Morning exercises in bright sunlight improve melatonin secretion, which is a sleep hormone.Exercising first thing in the morning, enhances your sleep quality. Studies show that individuals who did aerobic exercises or any other workouts early in the morning around 7am reported improved sleep patterns, invoked a greater dip in night-time systolic blood pressure than when exercised at 1 pm or 7 pm
Studies on morning exercises have shown that sessions on a treadmill at 7 a.m. can be highly effective in managing high blood pressure.
Exercising in the morning can control appetite throughout the day by lowering the hunger hormone called ghrelin. Even 45 minutes of mild to vigorous workout early in the morning can help control a person's appetite.
Exercising in the morning, particularly before breakfast, can increase 24-hour fat oxidation and have a major impact on fat loss compared to exercising at any other time of the day. Studies indicate that morning exercises after 8 to 12 hours of fasting can help burn up to 20% more fat than exercising in the afternoon or evening.
The other additional advantages of morning exercises, apart from metabolic health benefits, include:
Exercising in the afternoon is something impossible to be consistent with for the majority of the working professionals. Nevertheless, with the present circumstances focusing more on the work from home culture, people now have the time to comfortably work out in the afternoon. It is high-intensity interval training that works wonders for individuals with type 2 diabetes. Here are the benefits:
As per studies, the human body is at its best in the afternoon. The human body's temperature increases throughout the day, optimising muscle strength and function, endurance for proper performance, and enzyme activity.
It is highest between 2 pm. and 6 pm, which means that your performance will be at its peak potential if you choose to exercise during this time.
Consuming excessive carbohydrates and refined carbohydrates can increase blood insulin and sugar levels, resulting in tiredness. This is the same tiredness and the food coma that you feel after having a meal. And it is one of the most prominent attributes of diabetes.
Working out simply for the sake of it will do no good. You must work out at a sufficiently intense pace to give us desired results and help us achieve our objectives without over-exertion of the body. This intensity is known as RPE or the rate of the perceived scale of exertion. RPE is the lowest in the afternoon, which means that you can ultimately exert yourself while feeling it less on your body. So there are chances of making the most out of vigorous workout sessions in the afternoon.

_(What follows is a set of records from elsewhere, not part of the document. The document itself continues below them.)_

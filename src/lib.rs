//! # MRP Engine
//!
//! 批次層級的物料需求規劃核心：
//! BOM 圖（展開/循環防護）、庫存帳（預留/扣帳/守恆）、
//! 需求規劃器（淨算/短缺/再訂購）與預留協調器（原子提交/回滾）。

pub use bom_graph;
pub use mrp_core;
pub use mrp_ledger;
pub use mrp_plan;

// 常用類型直接 re-export
pub use bom_graph::{BomChild, BomEdge, BomGraph};
pub use mrp_core::{
    Allocation, BatchStatus, Demand, DemandType, InventoryBatch, Material, MrpError, Part,
    PlanningPolicy, PurchaseOrderLine, RequirementItem, RequirementNode, Result,
};
pub use mrp_ledger::InventoryLedger;
pub use mrp_plan::{
    CommitResult, MrpPlanner, PlanResult, ReorderCalculator, ReorderLine, ReorderStatus,
    ReservationCoordinator, ShortageLine,
};
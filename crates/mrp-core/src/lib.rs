//! # MRP Core
//!
//! 核心資料模型與類型定義

pub mod allocation;
pub mod batch;
pub mod demand;
pub mod material;
pub mod part;
pub mod policy;
pub mod requirement;
pub mod supply;

// Re-export 主要類型
pub use allocation::Allocation;
pub use batch::{BatchStatus, InventoryBatch};
pub use demand::{Demand, DemandType};
pub use material::{Material, MaterialUpdate};
pub use part::{Part, PartUpdate};
pub use policy::PlanningPolicy;
pub use requirement::{RequirementItem, RequirementNode};
pub use supply::PurchaseOrderLine;

use rust_decimal::Decimal;
use uuid::Uuid;

/// MRP 錯誤類型
#[derive(Debug, thiserror::Error)]
pub enum MrpError {
    #[error("BOM 結構存在循環: {0}")]
    CycleDetected(String),

    #[error("BOM 版本過期: 預期 {expected}, 實際 {actual}")]
    StaleGraphVersion { expected: u64, actual: u64 },

    #[error("物料短缺: {material_id} 缺口 {shortfall}")]
    Shortage {
        material_id: String,
        shortfall: Decimal,
    },

    #[error("找不到 BOM 結構: {0}")]
    NoBillOfMaterials(String),

    #[error("預留套組部分失敗: {0}")]
    PartialAllocationFailure(String),

    #[error("無效的數量: {0}")]
    InvalidQuantity(String),

    #[error("找不到件號: {0}")]
    UnknownPart(String),

    #[error("找不到物料: {0}")]
    UnknownMaterial(String),

    #[error("需求已存在有效預留套組: {0}")]
    AlreadyCommitted(Uuid),

    #[error("找不到批次: {0}")]
    UnknownBatch(Uuid),

    #[error("其他錯誤: {0}")]
    Other(String),
}

pub type Result<T> = std::result::Result<T, MrpError>;
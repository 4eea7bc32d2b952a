//! 規劃參數

use serde::{Deserialize, Serialize};

/// 規劃參數
#[derive(Debug, Clone, Serialize, Deserialize)]
pub struct PlanningPolicy {
    /// 再訂購點估算的消耗視窗（天）
    pub horizon_days: u32,

    /// 規劃時是否排除已過期批次
    pub exclude_expired: bool,
}

impl Default for PlanningPolicy {
    fn default() -> Self {
        Self {
            horizon_days: 30,
            exclude_expired: true,
        }
    }
}

impl PlanningPolicy {
    /// 創建預設規劃參數
    pub fn new() -> Self {
        Self::default()
    }

    /// 建構器模式：設置消耗視窗
    pub fn with_horizon_days(mut self, horizon_days: u32) -> Self {
        self.horizon_days = horizon_days;
        self
    }

    /// 建構器模式：設置過期批次處理
    pub fn with_exclude_expired(mut self, exclude_expired: bool) -> Self {
        self.exclude_expired = exclude_expired;
        self
    }
}
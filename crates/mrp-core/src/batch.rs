//! 庫存批次模型

use chrono::NaiveDate;
use rust_decimal::Decimal;
use serde::{Deserialize, Serialize};
use uuid::Uuid;

/// 批次狀態
#[derive(Debug, Clone, Copy, PartialEq, Eq, Serialize, Deserialize)]
pub enum BatchStatus {
    /// 可用
    Available,
    /// 已全數預留
    Reserved,
    /// 隔離（品檢/凍結）
    Quarantine,
}

/// 庫存批次
#[derive(Debug, Clone, Serialize, Deserialize)]
pub struct InventoryBatch {
    /// 批次ID
    pub id: Uuid,

    /// 物料ID
    pub material_id: String,

    /// 批號
    pub batch_number: String,

    /// 批次總量
    pub quantity: Decimal,

    /// 已預留數量
    pub reserved_qty: Decimal,

    /// 儲位
    pub location: Option<String>,

    /// 批次狀態
    pub status: BatchStatus,

    /// 有效期限
    pub expiry_date: Option<NaiveDate>,

    /// 入庫日期
    pub received_date: NaiveDate,
}

impl InventoryBatch {
    /// 創建新的庫存批次
    pub fn new(
        material_id: String,
        batch_number: String,
        quantity: Decimal,
        received_date: NaiveDate,
    ) -> Self {
        Self {
            id: Uuid::new_v4(),
            material_id,
            batch_number,
            quantity,
            reserved_qty: Decimal::ZERO,
            location: None,
            status: BatchStatus::Available,
            expiry_date: None,
            received_date,
        }
    }

    /// 建構器模式：設置有效期限
    pub fn with_expiry_date(mut self, expiry_date: NaiveDate) -> Self {
        self.expiry_date = Some(expiry_date);
        self
    }

    /// 建構器模式：設置儲位
    pub fn with_location(mut self, location: String) -> Self {
        self.location = Some(location);
        self
    }

    /// 未預留的自由數量
    pub fn free_qty(&self) -> Decimal {
        self.quantity - self.reserved_qty
    }

    /// 檢查批次在指定日期是否已過期
    pub fn is_expired(&self, as_of: NaiveDate) -> bool {
        matches!(self.expiry_date, Some(expiry) if expiry < as_of)
    }

    /// 批次在指定日期是否可供預留
    pub fn is_usable(&self, as_of: NaiveDate) -> bool {
        self.status != BatchStatus::Quarantine && !self.is_expired(as_of)
    }

    /// 依預留量重算狀態（隔離狀態不受影響）
    pub fn refresh_status(&mut self) {
        if self.status == BatchStatus::Quarantine {
            return;
        }
        self.status = if self.quantity > Decimal::ZERO && self.reserved_qty >= self.quantity {
            BatchStatus::Reserved
        } else {
            BatchStatus::Available
        };
    }
}

#[cfg(test)]
mod tests {
    use super::*;

    fn date(y: i32, m: u32, d: u32) -> NaiveDate {
        NaiveDate::from_ymd_opt(y, m, d).unwrap()
    }

    #[test]
    fn test_create_batch() {
        let batch = InventoryBatch::new(
            "M1".to_string(),
            "LOT-2024-001".to_string(),
            Decimal::from(100),
            date(2024, 1, 5),
        );

        assert_eq!(batch.material_id, "M1");
        assert_eq!(batch.free_qty(), Decimal::from(100));
        assert_eq!(batch.status, BatchStatus::Available);
        assert!(batch.expiry_date.is_none());
    }

    #[test]
    fn test_batch_builder() {
        let batch = InventoryBatch::new(
            "M2".to_string(),
            "LOT-2024-002".to_string(),
            Decimal::from(50),
            date(2024, 2, 1),
        )
        .with_expiry_date(date(2024, 8, 1))
        .with_location("W1-A-03".to_string());

        assert_eq!(batch.expiry_date, Some(date(2024, 8, 1)));
        assert_eq!(batch.location, Some("W1-A-03".to_string()));
    }

    #[test]
    fn test_batch_expiry() {
        let batch = InventoryBatch::new(
            "M1".to_string(),
            "LOT-2024-003".to_string(),
            Decimal::from(10),
            date(2024, 1, 1),
        )
        .with_expiry_date(date(2024, 6, 1));

        assert!(!batch.is_expired(date(2024, 6, 1)));
        assert!(batch.is_expired(date(2024, 6, 2)));
        assert!(!batch.is_usable(date(2024, 7, 1)));
    }

    #[test]
    fn test_refresh_status_tracks_reservation() {
        let mut batch = InventoryBatch::new(
            "M1".to_string(),
            "LOT-2024-004".to_string(),
            Decimal::from(20),
            date(2024, 3, 1),
        );

        // 部分預留仍為可用
        batch.reserved_qty = Decimal::from(5);
        batch.refresh_status();
        assert_eq!(batch.status, BatchStatus::Available);
        assert_eq!(batch.free_qty(), Decimal::from(15));

        // 全數預留轉為已預留
        batch.reserved_qty = Decimal::from(20);
        batch.refresh_status();
        assert_eq!(batch.status, BatchStatus::Reserved);
        assert_eq!(batch.free_qty(), Decimal::ZERO);
    }

    #[test]
    fn test_quarantine_not_usable() {
        let mut batch = InventoryBatch::new(
            "M1".to_string(),
            "LOT-2024-005".to_string(),
            Decimal::from(30),
            date(2024, 4, 1),
        );
        batch.status = BatchStatus::Quarantine;

        assert!(!batch.is_usable(date(2024, 4, 2)));

        // 重算狀態不會解除隔離
        batch.refresh_status();
        assert_eq!(batch.status, BatchStatus::Quarantine);
    }
}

If you do not get time in the morning or afternoon, do not be upset. You can make up for this in the evening by doing planks, glute bridges, and even a 10 minutes of brisk walking can have a significant impact on your metabolic health.
The hunger hormone called ghrelin increases food consumption while stimulating appetite. This hormone is released in small quantities by the brain, small intestine, and pancreas. Studies have found that evening exercises can suppress this hormone, resulting in weight management.
As per research, working out in the evening can enhance your capacity to absorb more nutrition from the food. Two groups of young people participated in the research - one group drank protein shake whereas another group took a placebo. Results showed higher concentration of amino acids in the body of the first group indicating better absorption of protein and better metabolic health.
Research has proven that a person's performance in the evening is quicker than at other times of the day. And this is crucial for HIIT or high-intensity interval training that can work wonders for one's metabolic health.
Undoubtedly, morning workouts are more beneficial than afternoon and evening workouts. But the most important thing is exercising regularly regardless of the time of the day. That's important because exercising itself offers several benefits no matter what time of the day you work so adhere to a schedule that motivates you.